* _INPUT MATERIAL_:
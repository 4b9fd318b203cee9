use gpui::{App, IntoElement, RenderOnce, SharedString, Window};
use gpui_component::{Icon, IconNamed};

#[derive(IntoElement, Clone, Copy, Debug, PartialEq, Eq)]
pub enum SnowIconName {
    AlignCenter,
    AlignJustify,
    AlignLeft,
    AlignRight,
    Baseline,
    Bold,
    ChevronDown,
    CodeXml,
    Eraser,
    Film,
    Heading1,
    Heading2,
    Heading3,
    Image,
    IndentDecrease,
    IndentIncrease,
    Italic,
    Link,
    List,
    ListOrdered,
    ListTodo,
    PaintBucket,
    PilcrowLeft,
    PilcrowRight,
    Quote,
    Sigma,
    SquareCode,
    Strikethrough,
    Subscript,
    Superscript,
    Underline,
}

impl SnowIconName {
    const ALL: [Self; 31] = [
        Self::AlignCenter,
        Self::AlignJustify,
        Self::AlignLeft,
        Self::AlignRight,
        Self::Baseline,
        Self::Bold,
        Self::ChevronDown,
        Self::CodeXml,
        Self::Eraser,
        Self::Film,
        Self::Heading1,
        Self::Heading2,
        Self::Heading3,
        Self::Image,
        Self::IndentDecrease,
        Self::IndentIncrease,
        Self::Italic,
        Self::Link,
        Self::List,
        Self::ListOrdered,
        Self::ListTodo,
        Self::PaintBucket,
        Self::PilcrowLeft,
        Self::PilcrowRight,
        Self::Quote,
        Self::Sigma,
        Self::SquareCode,
        Self::Strikethrough,
        Self::Subscript,
        Self::Superscript,
        Self::Underline,
    ];

    fn asset_path(self) -> &'static str {
        match self {
            Self::AlignCenter => "icons/align-center.svg",
            Self::AlignJustify => "icons/align-justify.svg",
            Self::AlignLeft => "icons/align-left.svg",
            Self::AlignRight => "icons/align-right.svg",
            Self::Baseline => "icons/baseline.svg",
            Self::Bold => "icons/bold.svg",
            Self::ChevronDown => "icons/chevron-down.svg",
            Self::CodeXml => "icons/code-xml.svg",
            Self::Eraser => "icons/eraser.svg",
            Self::Film => "icons/film.svg",
            Self::Heading1 => "icons/heading-1.svg",
            Self::Heading2 => "icons/heading-2.svg",
            Self::Heading3 => "icons/heading-3.svg",
            Self::Image => "icons/image.svg",
            Self::IndentDecrease => "icons/indent-decrease.svg",
            Self::IndentIncrease => "icons/indent-increase.svg",
            Self::Italic => "icons/italic.svg",
            Self::Link => "icons/link.svg",
            Self::List => "icons/list.svg",
            Self::ListOrdered => "icons/list-ordered.svg",
            Self::ListTodo => "icons/list-todo.svg",
            Self::PaintBucket => "icons/paint-bucket.svg",
            Self::PilcrowLeft => "icons/pilcrow-left.svg",
            Self::PilcrowRight => "icons/pilcrow-right.svg",
            Self::Quote => "icons/quote.svg",
            Self::Sigma => "icons/sigma.svg",
            Self::SquareCode => "icons/square-code.svg",
            Self::Strikethrough => "icons/strikethrough.svg",
            Self::Subscript => "icons/subscript.svg",
            Self::Superscript => "icons/superscript.svg",
            Self::Underline => "icons/underline.svg",
        }
    }

    /// Map an icon bundle path back to its glyph.
    pub fn from_path(path: &str) -> Option<Self> {
        Self::ALL.into_iter().find(|icon| icon.asset_path() == path)
    }
}

impl IconNamed for SnowIconName {
    fn path(self) -> SharedString {
        self.asset_path().into()
    }
}

impl RenderOnce for SnowIconName {
    fn render(self, _: &mut Window, _: &mut App) -> impl IntoElement {
        Icon::new(self)
    }
}
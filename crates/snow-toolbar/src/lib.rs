pub mod assets;
mod button;
mod icon;
mod picker;
mod toolbar;
mod tooltip;

pub use crate::button::*;
pub use crate::icon::*;
pub use crate::picker::*;
pub use crate::toolbar::*;
pub use crate::tooltip::*;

* _WHAT YOU ARE ASKED TO DO_:
Check each line of the data above for the word "Window" and copy the ones where it is found.

* _EXPECTED ANSWER_:
use gpui::{App, IntoElement, RenderOnce, SharedString, Window};
    fn render(self, _: &mut Window, _: &mut App) -> impl IntoElement {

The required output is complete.